• **Task instructions**
Beneath this task is a listing. Count its lines that contain "primary" and answer with the number only.

*-*-*

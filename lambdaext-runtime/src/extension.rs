use std::future::Future;

use async_trait::async_trait;
use lambdaext_core::{BoxError, InvokeEvent, Registration, ShutdownEvent};

/// Lifecycle hooks an extension implements.
///
/// Only `on_invoke` is required. An error (or panic) from `on_invoke` is
/// logged and the loop keeps polling. An error from `on_init` is reported to
/// `/init/error` and stops the extension; an error from `on_shutdown` is
/// reported to `/exit/error`.
#[async_trait]
pub trait Extension: Send {
    /// Called once, right after registration and before the first poll.
    async fn on_init(&mut self, _registration: &Registration) -> Result<(), BoxError> {
        Ok(())
    }

    /// Called for every INVOKE event.
    async fn on_invoke(&mut self, event: InvokeEvent) -> Result<(), BoxError>;

    /// Called once when SHUTDOWN arrives.
    async fn on_shutdown(&mut self, _event: &ShutdownEvent) -> Result<(), BoxError> {
        Ok(())
    }
}

#[async_trait]
impl<'a, E> Extension for &'a mut E
where
    E: Extension + ?Sized,
{
    async fn on_init(&mut self, registration: &Registration) -> Result<(), BoxError> {
        (**self).on_init(registration).await
    }

    async fn on_invoke(&mut self, event: InvokeEvent) -> Result<(), BoxError> {
        (**self).on_invoke(event).await
    }

    async fn on_shutdown(&mut self, event: &ShutdownEvent) -> Result<(), BoxError> {
        (**self).on_shutdown(event).await
    }
}

/// Returns a new [`InvokeFn`] with the given closure.
pub fn invoke_fn<F>(f: F) -> InvokeFn<F> {
    InvokeFn { f }
}

/// An [`Extension`] that only handles INVOKE, implemented by a closure.
#[derive(Copy, Clone, Debug)]
pub struct InvokeFn<F> {
    f: F,
}

#[async_trait]
impl<F, Fut, Error> Extension for InvokeFn<F>
where
    F: FnMut(InvokeEvent) -> Fut + Send,
    Fut: Future<Output = Result<(), Error>> + Send,
    Error: Into<BoxError> + Send,
{
    async fn on_invoke(&mut self, event: InvokeEvent) -> Result<(), BoxError> {
        (self.f)(event).await.map_err(Into::into)
    }
}
//! Registration and the next-event loop

use std::any::Any;
use std::future::Future;
use std::panic::AssertUnwindSafe;

use futures::FutureExt;
use lambdaext_client::ExtensionsApi;
use lambdaext_core::{
    BoxError, ErrorType, Event, EventType, ExtensionError, ExtensionId, ShutdownEvent,
};
use thiserror::Error;
use tracing::{debug, error, info, warn};

use crate::extension::Extension;

/// Failure of an extension hook
#[derive(Debug, Error)]
pub enum HookError {
    #[error("{0}")]
    Failed(#[source] BoxError),

    #[error("panicked: {0}")]
    Panicked(String),
}

/// Errors that stop the event loop
#[derive(Debug, Error)]
pub enum RuntimeError {
    #[error("no events to subscribe to")]
    NoEvents,

    #[error("failed to register extension: {0}")]
    Registration(#[source] ExtensionError),

    #[error("extension initialization failed: {0}")]
    Init(#[source] HookError),
}

/// What happened while the loop was running
#[derive(Debug, Clone, Default, PartialEq, Eq)]
pub struct LoopStats {
    /// INVOKE events handed to the extension
    pub invocations: u64,
    /// Invocations whose handler returned an error or panicked
    pub failed_invocations: u64,
    /// Events dropped because the payload could not be parsed
    pub rejected_events: u64,
    /// next-event calls that failed in transport or with a bad status
    pub poll_errors: u64,
}

/// Returned once SHUTDOWN has been handled
#[derive(Debug, Clone)]
pub struct Summary {
    pub extension_id: ExtensionId,
    pub stats: LoopStats,
    pub shutdown: ShutdownEvent,
}

enum Step {
    Continue,
    Shutdown(ShutdownEvent),
}

/// Drives one extension: register, then poll until SHUTDOWN.
///
/// Polling is strictly sequential; the next `event/next` request is only
/// issued after the previous event has been fully handled.
pub struct EventLoop<C> {
    client: C,
    extension_name: String,
    events: Vec<EventType>,
}

impl<C: ExtensionsApi> EventLoop<C> {
    /// Subscribes to INVOKE and SHUTDOWN by default.
    pub fn new(client: C, extension_name: impl Into<String>) -> Self {
        Self {
            client,
            extension_name: extension_name.into(),
            events: vec![EventType::Invoke, EventType::Shutdown],
        }
    }

    pub fn with_events(mut self, events: impl Into<Vec<EventType>>) -> Self {
        self.events = events.into();
        self
    }

    pub async fn run<E: Extension>(self, mut extension: E) -> Result<Summary, RuntimeError> {
        if self.events.is_empty() {
            return Err(RuntimeError::NoEvents);
        }

        // Without an identifier no further call can succeed, so this is fatal.
        let registration = self
            .client
            .register(&self.extension_name, &self.events)
            .await
            .map_err(|e| {
                error!(name = %self.extension_name, error = %e, "Failed to register extension");
                RuntimeError::Registration(e)
            })?;
        let id = registration.id.clone();

        if let Err(e) = guard(extension.on_init(&registration)).await {
            error!(extension_id = %id, error = %e, "Extension initialization failed");
            if let Err(report) = self
                .client
                .report_init_error(&id, &ErrorType::Unhandled)
                .await
            {
                warn!(error = %report, "Could not report init error");
            }
            return Err(RuntimeError::Init(e));
        }

        info!(extension_id = %id, name = %self.extension_name, "Extension running");

        let mut stats = LoopStats::default();
        let shutdown = loop {
            match self.step(&id, &mut extension, &mut stats).await {
                Step::Continue => continue,
                Step::Shutdown(event) => break event,
            }
        };

        info!(
            extension_id = %id,
            reason = ?shutdown.shutdown_reason,
            invocations = stats.invocations,
            "Shutting down the extension"
        );

        if let Err(e) = guard(extension.on_shutdown(&shutdown)).await {
            error!(extension_id = %id, error = %e, "Shutdown handler failed");
            if let Err(report) = self
                .client
                .report_exit_error(&id, &ErrorType::Unhandled)
                .await
            {
                warn!(error = %report, "Could not report exit error");
            }
        }

        Ok(Summary {
            extension_id: id,
            stats,
            shutdown,
        })
    }

    /// One poll-parse-dispatch round. Nothing in here ends the loop except SHUTDOWN.
    async fn step<E: Extension>(
        &self,
        id: &ExtensionId,
        extension: &mut E,
        stats: &mut LoopStats,
    ) -> Step {
        let body = match self.client.next_event(id).await {
            Ok(body) => body,
            Err(e) => {
                stats.poll_errors += 1;
                warn!(error = %e, "Failed to fetch next event");
                return Step::Continue;
            }
        };

        let event = match Event::parse(&body) {
            Ok(event) => event,
            Err(e) => {
                stats.rejected_events += 1;
                warn!(error = %e, "Discarding event");
                return Step::Continue;
            }
        };

        debug!(event_type = %event.event_type(), "Received event");

        match event {
            Event::Invoke(invoke) => {
                stats.invocations += 1;
                let request_id = invoke.request_id.clone();
                debug!(request_id = %request_id, "Handling invoke");

                if let Err(e) = guard(extension.on_invoke(invoke)).await {
                    stats.failed_invocations += 1;
                    error!(request_id = %request_id, error = %e, "Invoke handler failed");
                }
                Step::Continue
            }
            Event::Shutdown(shutdown) => Step::Shutdown(shutdown),
        }
    }
}

/// Run a hook, turning both errors and panics into [`HookError`]
async fn guard<F>(hook: F) -> Result<(), HookError>
where
    F: Future<Output = Result<(), BoxError>>,
{
    match AssertUnwindSafe(hook).catch_unwind().await {
        Ok(Ok(())) => Ok(()),
        Ok(Err(e)) => Err(HookError::Failed(e)),
        Err(panic) => Err(HookError::Panicked(panic_message(&*panic))),
    }
}

fn panic_message(panic: &(dyn Any + Send)) -> String {
    if let Some(s) = panic.downcast_ref::<&str>() {
        (*s).to_string()
    } else if let Some(s) = panic.downcast_ref::<String>() {
        s.clone()
    } else {
        "unknown panic".to_string()
    }
}
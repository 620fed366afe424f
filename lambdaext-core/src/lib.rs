//! Core types for lambdaext
//!
//! This crate provides the wire types and errors shared by the Extensions API
//! client, the event loop and the mock API used in tests.

pub mod api;
pub mod error;
pub mod event;
pub mod identifier;

pub use api::{RegisterRequest, RegisterResponse, Registration, StatusResponse};
pub use error::{ErrorType, ExtensionError, Operation, PayloadError, ProtocolError};
pub use event::{Event, EventType, InvokeEvent, ShutdownEvent, ShutdownReason, Tracing};
pub use identifier::ExtensionId;

/// Boxed error returned by extension hooks
pub type BoxError = Box<dyn std::error::Error + Send + Sync + 'static>;
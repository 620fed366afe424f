//! Lambda Extensions API client
//!
//! Wraps the four calls an external extension makes against the
//! [Extensions API](https://docs.aws.amazon.com/lambda/latest/dg/runtimes-extensions-api.html):
//! register, next event, init error and exit error.

pub mod client;
pub mod config;

pub use client::{ExtensionsApi, ExtensionsApiClient};
pub use config::{ApiConfig, ConfigError};
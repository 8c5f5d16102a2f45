//! Integration tests for the crawler
//!
//! These tests use wiremock to stand in for both contest sites and exercise
//! listing crawls and detail fetches end-to-end.

use gongmo::config::{Config, FetchConfig, PacingConfig, SourcesConfig};
use gongmo::crawler::CrawlSession;
use gongmo::record::{partition_entries, ListingEntry, Source, DEFAULT_CATEGORY};
use gongmo::storage::{ListingStore, SqliteListingStore};
use gongmo::{fetch_detail_a, fetch_detail_b};
use std::time::{Duration, Instant};
use tempfile::TempDir;
use wiremock::matchers::{method, path, query_param};
use wiremock::{Mock, MockServer, ResponseTemplate};

/// Creates a test configuration pointing both sites at the mock server
fn create_test_config(base_url: &str) -> Config {
    Config {
        fetch: FetchConfig {
            timeout_secs: 1,
            connect_timeout_secs: 1,
            ..FetchConfig::default()
        },
        pacing: PacingConfig { min_interval_ms: 0 },
        sources: SourcesConfig {
            allforyoung_base: base_url.to_string(),
            wevity_base: base_url.to_string(),
        },
        ..Config::default()
    }
}

fn card(id: u32) -> String {
    format!(
        r#"<li>
             <a href="/posts/{id}">
               <img alt="공모전 {id}">
               <span data-slot="badge">D-{id}</span>
               <div data-slot="card-content"><span data-slot="badge">공모전</span></div>
               <div data-slot="card-footer">주최 {id}</div>
             </a>
           </li>"#
    )
}

fn listing_page(ids: &[u32]) -> String {
    let cards: Vec<_> = ids.iter().map(|id| card(*id)).collect();
    format!(
        r#"<html><body>
             <nav><a href="/posts/1">공지</a></nav>
             <ul>{}</ul>
           </body></html>"#,
        cards.join("\n")
    )
}

async fn mount_listing_page(server: &MockServer, page: &str, template: ResponseTemplate) {
    Mock::given(method("GET"))
        .and(path("/posts/contest"))
        .and(query_param("page", page))
        .respond_with(template)
        .mount(server)
        .await;
}

fn ids(entries: &[ListingEntry]) -> Vec<String> {
    entries
        .iter()
        .map(|entry| match entry {
            ListingEntry::Record(record) => record.id.clone(),
            ListingEntry::Error(marker) => format!("error@{}", marker.page),
        })
        .collect()
}

#[tokio::test]
async fn test_listing_skips_navigation_links() {
    let mock_server = MockServer::start().await;
    mount_listing_page(
        &mock_server,
        "1",
        ResponseTemplate::new(200).set_body_string(listing_page(&[101, 102, 103])),
    )
    .await;

    let config = create_test_config(&mock_server.uri());
    let mut session = CrawlSession::new(&config).expect("Failed to create session");
    let entries = session.crawl_listing_a(1, 1).await;

    assert_eq!(ids(&entries), vec!["101", "102", "103"]);
    for entry in &entries {
        let record = entry.as_record().unwrap();
        assert!(record.url.starts_with(&format!("{}/posts/", mock_server.uri())));
        assert_eq!(record.source, Source::AllForYoung);
        assert_eq!(record.category, "공모전");
    }
}

#[tokio::test]
async fn test_timeout_mid_crawl_yields_error_marker() {
    let mock_server = MockServer::start().await;
    mount_listing_page(
        &mock_server,
        "1",
        ResponseTemplate::new(200).set_body_string(listing_page(&[11, 12])),
    )
    .await;
    mount_listing_page(
        &mock_server,
        "2",
        ResponseTemplate::new(200)
            .set_body_string(listing_page(&[21]))
            .set_delay(Duration::from_secs(3)),
    )
    .await;
    mount_listing_page(
        &mock_server,
        "3",
        ResponseTemplate::new(200).set_body_string(listing_page(&[31, 32])),
    )
    .await;

    let config = create_test_config(&mock_server.uri());
    let mut session = CrawlSession::new(&config).expect("Failed to create session");
    let entries = session.crawl_listing(Source::AllForYoung, 1, 3).await;

    assert_eq!(ids(&entries), vec!["11", "12", "error@2", "31", "32"]);
    match &entries[2] {
        ListingEntry::Error(marker) => assert!(marker.error.contains("timeout")),
        other => panic!("expected error marker, got {:?}", other),
    }
}

#[tokio::test]
async fn test_pacing_interval_follows_slow_pages() {
    let mock_server = MockServer::start().await;
    for page in ["1", "2"] {
        mount_listing_page(
            &mock_server,
            page,
            ResponseTemplate::new(200)
                .set_body_string(listing_page(&[1]))
                .set_delay(Duration::from_millis(300)),
        )
        .await;
    }

    let mut config = create_test_config(&mock_server.uri());
    config.pacing.min_interval_ms = 400;
    let mut session = CrawlSession::new(&config).expect("Failed to create session");

    let started = Instant::now();
    let entries = session.crawl_listing_a(1, 2).await;

    assert_eq!(entries.len(), 2);
    // 300ms page, full 400ms pause, 300ms page
    assert!(started.elapsed() >= Duration::from_millis(1000));
}

#[tokio::test]
async fn test_listing_run_reports_clamped_pages() {
    let mock_server = MockServer::start().await;
    for page in ["1", "2"] {
        mount_listing_page(
            &mock_server,
            page,
            ResponseTemplate::new(200).set_body_string(listing_page(&[page.parse().unwrap()])),
        )
        .await;
    }

    let mut config = create_test_config(&mock_server.uri());
    config.listing.max_pages_cap = 2;
    let mut session = CrawlSession::new(&config).expect("Failed to create session");

    let run = session.crawl_listing_run(Source::AllForYoung, 0, 5).await;
    assert_eq!(run.pages, 2);
    assert_eq!(ids(&run.entries), vec!["1", "2"]);
}

#[tokio::test]
async fn test_server_error_yields_error_marker() {
    let mock_server = MockServer::start().await;
    mount_listing_page(
        &mock_server,
        "1",
        ResponseTemplate::new(200).set_body_string(listing_page(&[1001])),
    )
    .await;
    mount_listing_page(&mock_server, "2", ResponseTemplate::new(500)).await;

    let config = create_test_config(&mock_server.uri());
    let mut session = CrawlSession::new(&config).expect("Failed to create session");
    let entries = session.crawl_listing_a(1, 2).await;

    let (records, errors) = partition_entries(&entries);
    assert_eq!(records.len(), 1);
    assert_eq!(errors.len(), 1);
    assert_eq!(errors[0].page, 2);
    assert!(errors[0].error.contains("500"));
}

#[tokio::test]
async fn test_wevity_listing_crawl() {
    let mock_server = MockServer::start().await;
    Mock::given(method("GET"))
        .and(path("/"))
        .and(query_param("gbn", "list"))
        .and(query_param("gp", "1"))
        .respond_with(ResponseTemplate::new(200).set_body_string(
            r#"<ul class="list">
                 <li class="top"><div class="tit">공모전명</div></li>
                 <li>
                   <div class="tit"><a href="?c=find&s=1&gbn=view&ix=500">광고 공모전 SPECIAL</a></div>
                   <div class="organ">광고협회</div>
                   <div class="day">D-3</div>
                 </li>
               </ul>"#,
        ))
        .mount(&mock_server)
        .await;

    let config = create_test_config(&mock_server.uri());
    let mut session = CrawlSession::new(&config).expect("Failed to create session");
    let entries = session.crawl_listing(Source::Wevity, 1, 1).await;

    assert_eq!(entries.len(), 1);
    let record = entries[0].as_record().unwrap();
    assert_eq!(record.id, "500");
    assert_eq!(record.title, "광고 공모전");
    assert_eq!(record.category, DEFAULT_CATEGORY);
    assert_eq!(record.source, Source::Wevity);
    assert_eq!(
        record.url,
        format!("{}/?c=find&s=1&gbn=view&ix=500", mock_server.uri())
    );
}

#[tokio::test]
async fn test_detail_non_success_is_absent() {
    let mock_server = MockServer::start().await;
    Mock::given(method("GET"))
        .and(path("/posts/404"))
        .respond_with(ResponseTemplate::new(404))
        .mount(&mock_server)
        .await;
    Mock::given(method("GET"))
        .and(path("/"))
        .and(query_param("ix", "500"))
        .respond_with(ResponseTemplate::new(503))
        .mount(&mock_server)
        .await;

    let config = create_test_config(&mock_server.uri());

    let detail_a = fetch_detail_a(&config, "404").await.expect("session");
    assert!(detail_a.is_none());

    let detail_b = fetch_detail_b(&config, "500").await.expect("session");
    assert!(detail_b.is_none());
}

#[tokio::test]
async fn test_wevity_detail_category_from_label() {
    let mock_server = MockServer::start().await;
    Mock::given(method("GET"))
        .and(path("/"))
        .and(query_param("gbn", "view"))
        .and(query_param("ix", "91234"))
        .respond_with(ResponseTemplate::new(200).set_body_string(
            r#"<html><body>
                 <div class="tit-area"><h6 class="tit">대학생 광고 공모전 IDEA</h6></div>
                 <ul>
                   <li><span>분야</span><div class="info">IT/기술</div></li>
                   <li><span>주최</span><div class="info">한국광고협회</div></li>
                 </ul>
                 <div class="comm-desc"><p>공모 요강</p><img src="/upload/a.jpg"><img src="https://cdn.example.com/b.jpg"></div>
                 <a href="?c=apply&ix=91234">참가 신청</a>
               </body></html>"#,
        ))
        .mount(&mock_server)
        .await;

    let config = create_test_config(&mock_server.uri());
    let detail = fetch_detail_b(&config, "91234")
        .await
        .expect("session")
        .expect("detail record");

    assert_eq!(detail.id, "91234");
    assert_eq!(detail.title, "대학생 광고 공모전");
    assert_eq!(detail.category, "IT/기술");
    assert_eq!(detail.host, "한국광고협회");
    assert_eq!(detail.body, "공모 요강");
    // http images from hosts other than wevity are dropped
    assert_eq!(detail.images, vec!["https://cdn.example.com/b.jpg"]);
    assert_eq!(
        detail.apply_url,
        format!("{}/?c=apply&ix=91234", mock_server.uri())
    );
}

#[tokio::test]
async fn test_allforyoung_detail_fetch() {
    let mock_server = MockServer::start().await;
    Mock::given(method("GET"))
        .and(path("/posts/78105"))
        .respond_with(ResponseTemplate::new(200).set_body_string(
            r#"<html><body><article>
                 <h1>청년 정책 공모전</h1>
                 <p>접수기간 2025.03.01 ~ 03.31</p>
                 <a href="/apply">지원하기</a>
               </article></body></html>"#,
        ))
        .mount(&mock_server)
        .await;

    let config = create_test_config(&mock_server.uri());
    let mut session = CrawlSession::new(&config).expect("Failed to create session");
    let detail = session
        .fetch_detail(Source::AllForYoung, "78105")
        .await
        .expect("detail record");

    assert_eq!(detail.url, format!("{}/posts/78105", mock_server.uri()));
    assert_eq!(detail.title, "청년 정책 공모전");
    assert_eq!(detail.apply_period, "2025.03.01 ~ 03.31");
    assert_eq!(detail.apply_url, format!("{}/apply", mock_server.uri()));
}

#[tokio::test]
async fn test_repeated_crawls_keep_first_seen() {
    let mock_server = MockServer::start().await;
    mount_listing_page(
        &mock_server,
        "1",
        ResponseTemplate::new(200).set_body_string(listing_page(&[7, 8])),
    )
    .await;
    mount_listing_page(&mock_server, "2", ResponseTemplate::new(500)).await;

    let temp_dir = TempDir::new().expect("Failed to create temp dir");
    let db_path = temp_dir.path().join("gongmo.db");
    let mut store = SqliteListingStore::new(&db_path).expect("Failed to open store");

    let config = create_test_config(&mock_server.uri());
    let mut session = CrawlSession::new(&config).expect("Failed to create session");

    let entries = session.crawl_listing_a(1, 2).await;
    let (records, errors) = partition_entries(&entries);
    assert_eq!(errors.len(), 1);
    let records: Vec<_> = records.into_iter().cloned().collect();
    let first = store.upsert_listings(&records).unwrap();
    assert_eq!((first.inserted, first.updated), (2, 0));
    let first_seen = store
        .get_contest(Source::AllForYoung, "7")
        .unwrap()
        .unwrap()
        .first_seen_at;

    let entries = session.crawl_listing_a(1, 1).await;
    let (records, _) = partition_entries(&entries);
    let records: Vec<_> = records.into_iter().cloned().collect();
    let second = store.upsert_listings(&records).unwrap();
    assert_eq!((second.inserted, second.updated), (0, 2));

    let stored = store
        .get_contest(Source::AllForYoung, "7")
        .unwrap()
        .unwrap();
    assert_eq!(stored.first_seen_at, first_seen);
    assert_eq!(
        store.count_by_source().unwrap(),
        vec![(Source::AllForYoung, 2), (Source::Wevity, 0)]
    );
}
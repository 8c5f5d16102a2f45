//! Detail page extraction for the table-style site
//!
//! Contest metadata sits in label/value pairs (`th`/`td`, `dt`/`dd` or
//! `span`/`div.info`), so fields are classified by the label element that
//! precedes each value cell.

use super::listing::strip_tier_suffix;
use super::rules::{evaluate, Candidate, Field, FieldRule, Matcher, Transform};
use super::text::{
    full_text, has_class_matching, preceding_element, select_within, text_excluding,
};
use super::{push_unique, site_root, DetailExtractor};
use crate::record::normalize::{
    char_len, collapse_whitespace, join_paragraphs, tidy_multiline, truncate_chars,
    DEFAULT_CATEGORY,
};
use crate::record::{DetailRecord, Source};
use crate::url::{build_page_url, ensure_numeric_id, is_secure_absolute, resolve_href};
use crate::UrlResult;
use once_cell::sync::Lazy;
use regex::Regex;
use scraper::{ElementRef, Html, Selector};
use std::collections::HashSet;
use url::Url;

fn selectors(list: &[&str]) -> Vec<Selector> {
    list.iter()
        .map(|css| Selector::parse(css).expect("valid selector"))
        .collect()
}

static TITLES: Lazy<Vec<Selector>> =
    Lazy::new(|| selectors(&["div.tit-area h6.tit", "h6.tit", "div.view-tit", "h1"]));
static CONTAINERS: Lazy<Vec<Selector>> = Lazy::new(|| {
    selectors(&[
        "div.comm-desc",
        "div.contest-detail",
        "div.view-cont",
        "div.article-view",
    ])
});
static VALUE_CELL: Lazy<Selector> =
    Lazy::new(|| Selector::parse("td, div.info, dd").expect("valid selector"));
static SUB_TIT: Lazy<Selector> = Lazy::new(|| Selector::parse(".sub-tit").expect("valid selector"));
static FIELD_LABEL: Lazy<Regex> = Lazy::new(|| Regex::new(r"분야\s*:\s*(.+)").expect("valid regex"));
static IMG: Lazy<Selector> = Lazy::new(|| Selector::parse("img[src]").expect("valid selector"));
static LINK: Lazy<Selector> = Lazy::new(|| Selector::parse("a[href]").expect("valid selector"));
static TEXT_BLOCK: Lazy<Selector> = Lazy::new(|| Selector::parse("p, div").expect("valid selector"));
static CONTENT_CLASS: Lazy<Regex> =
    Lazy::new(|| Regex::new(r"(?i)content|desc|detail|view|text|body").expect("valid regex"));

/// Label/value rules for the contest info table
static INFO_RULES: Lazy<Vec<FieldRule>> = Lazy::new(|| {
    vec![
        labelled("host", Field::Host, &["주최", "주관"], 200),
        labelled("category", Field::Category, &["분야", "카테고리"], 200),
        labelled("apply_period", Field::ApplyPeriod, &["접수", "일정"], 300),
    ]
});

fn labelled(
    name: &'static str,
    field: Field,
    tokens: &'static [&'static str],
    cap: usize,
) -> FieldRule {
    FieldRule {
        name,
        field,
        matcher: Matcher::Any(tokens),
        max_key_len: Some(LABEL_MAX_LEN),
        transform: Transform::Collapse,
        cap: Some(cap),
    }
}

/// Labels are short captions; longer preceding text is content, not a label
const LABEL_MAX_LEN: usize = 40;
const SITE_MARKER: &str = "wevity.com";
const APPLY_KEYWORDS: [&str; 3] = ["지원", "신청", "참가"];
const BODY_MAX_CHARS: usize = 8000;
const FALLBACK_LIMIT: usize = 40;
const CATEGORY_CAP: usize = 200;

/// Detail pages at `/?c=find&s=1&gbn=view&ix={id}`
#[derive(Debug, Clone, Copy, Default)]
pub struct WevityDetail;

impl DetailExtractor for WevityDetail {
    fn source(&self) -> Source {
        Source::Wevity
    }

    fn detail_url(&self, base: &Url, id: &str) -> UrlResult<Url> {
        let id = ensure_numeric_id(id)?;
        build_page_url(base, &format!("/?c=find&s=1&gbn=view&ix={}", id))
    }

    fn extract(&self, document: &Html, id: &str, url: &Url) -> DetailRecord {
        let origin = site_root(url);
        let mut fields = evaluate(&INFO_RULES, info_candidates(document));

        let mut category = fields.take(Field::Category);
        if category.is_empty() {
            category =
                sub_title_category(document).unwrap_or_else(|| DEFAULT_CATEGORY.to_string());
        }

        let containers = content_containers(document);

        DetailRecord {
            id: id.to_string(),
            url: url.to_string(),
            title: extract_title(document),
            host: fields.take(Field::Host),
            category,
            apply_period: fields.take(Field::ApplyPeriod),
            body: extract_body(document, &containers),
            apply_url: extract_apply_url(document, &origin),
            images: extract_images(&containers, &origin),
        }
    }
}

fn extract_title(document: &Html) -> String {
    TITLES
        .iter()
        .filter_map(|selector| document.select(selector).next())
        .map(|el| collapse_whitespace(&full_text(el)))
        .find(|text| !text.is_empty())
        .map(|text| strip_tier_suffix(&text))
        .unwrap_or_default()
}

/// Each value cell paired with the text of the label element before it
fn info_candidates(document: &Html) -> Vec<Candidate> {
    document
        .select(&VALUE_CELL)
        .filter_map(|cell| {
            let label = preceding_element(cell)?;
            Some(Candidate::labelled(
                collapse_whitespace(&full_text(label)),
                collapse_whitespace(&full_text(cell)),
            ))
        })
        .collect()
}

fn sub_title_category(document: &Html) -> Option<String> {
    let text = full_text(document.select(&SUB_TIT).next()?);
    let category = FIELD_LABEL
        .captures(text.trim())
        .map(|caps| collapse_whitespace(&caps[1]))
        .unwrap_or_else(|| collapse_whitespace(&text));
    (!category.is_empty()).then(|| truncate_chars(&category, CATEGORY_CAP))
}

/// Elements matched by every container selector, in selector priority order
fn content_containers(document: &Html) -> Vec<Vec<ElementRef<'_>>> {
    CONTAINERS
        .iter()
        .map(|selector| document.select(selector).collect())
        .collect()
}

fn extract_body(document: &Html, containers: &[Vec<ElementRef<'_>>]) -> String {
    let primary = containers
        .iter()
        .find_map(|matched| matched.first())
        .map(|container| tidy_multiline(&text_excluding(*container, &["script", "style"])))
        .filter(|text| !text.is_empty());

    match primary {
        Some(text) => truncate_chars(&text, BODY_MAX_CHARS),
        None => fallback_body(document),
    }
}

fn fallback_body(document: &Html) -> String {
    let mut seen = HashSet::new();
    let blocks = document
        .select(&TEXT_BLOCK)
        .filter(|el| has_class_matching(*el, &CONTENT_CLASS))
        .map(|el| collapse_whitespace(&full_text(el)))
        .filter(|text| {
            let len = char_len(text);
            len > 30 && len < 3000 && !text.contains("AD") && !text.contains('©')
        })
        .filter(|text| seen.insert(text.clone()));
    join_paragraphs(blocks, FALLBACK_LIMIT)
}

fn extract_images(containers: &[Vec<ElementRef<'_>>], origin: &Url) -> Vec<String> {
    let mut images = Vec::new();
    for container in containers.iter().flatten() {
        let resolved = select_within(*container, &IMG)
            .filter_map(|img| img.value().attr("src"))
            .filter_map(|src| resolve_href(src, origin));
        for url in resolved {
            if url.contains(SITE_MARKER) || is_secure_absolute(&url) {
                push_unique(&mut images, url);
            }
        }
    }
    images
}

fn extract_apply_url(document: &Html, origin: &Url) -> String {
    document
        .select(&LINK)
        .filter(|a| {
            let text: String = a.text().collect();
            APPLY_KEYWORDS.iter().any(|keyword| text.contains(keyword))
        })
        .find_map(|a| a.value().attr("href").and_then(|href| resolve_href(href, origin)))
        .unwrap_or_default()
}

*-*-*

• **Result for this task**
2